Su propia poética ha planteado desafíos a esta traducción. Al igual que en las películas, Jarman pasa con enorme velocidad de una idea a otra, o a veces desarrolla una y otra al mismo tiempo, dejando poco margen para el error. Por otra parte, su prolífico juego con las referencias y los juegos de palabras ha obligado a introducir, aunque entorpecen la lectura, notas al pie en aquellos casos en que un elemento pudiera resultar oscuro o carente de resonancias para el lector de la versión en español. A lo largo del libro, además, el autor emplea un sistema de citas no académico, en el que no solo no provee la referencia de las obras, sino que en ocasiones edita el texto sin indicarlo.

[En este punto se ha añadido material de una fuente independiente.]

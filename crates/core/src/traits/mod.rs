//! Service traits
//!
//! The vendor client implements these; the pipeline and the HTTP layer only
//! ever hold `Arc<dyn ...>` handles so tests can swap in fakes.

mod speech;

pub use speech::{AudioUpload, SpeechToText, TextToSpeech, Translator};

Incluso existen algunas confusiones o erratas que probablemente tengan que ver con el particular proceso de escritura de este libro, cuya edición Jarman no llegó a revisar. Para la traducción se ha corroborado la concordancia (o no) de las citas con las referencias inglesas, indicando diferencias demasiado sustanciales o notables cuando las hubiera, u ocasionales errores de atribución. En todos los casos, se han privilegiado el ritmo y la claridad que son cifra del original. Es copia infiel, pero realizada con la más absoluta de las lealtades.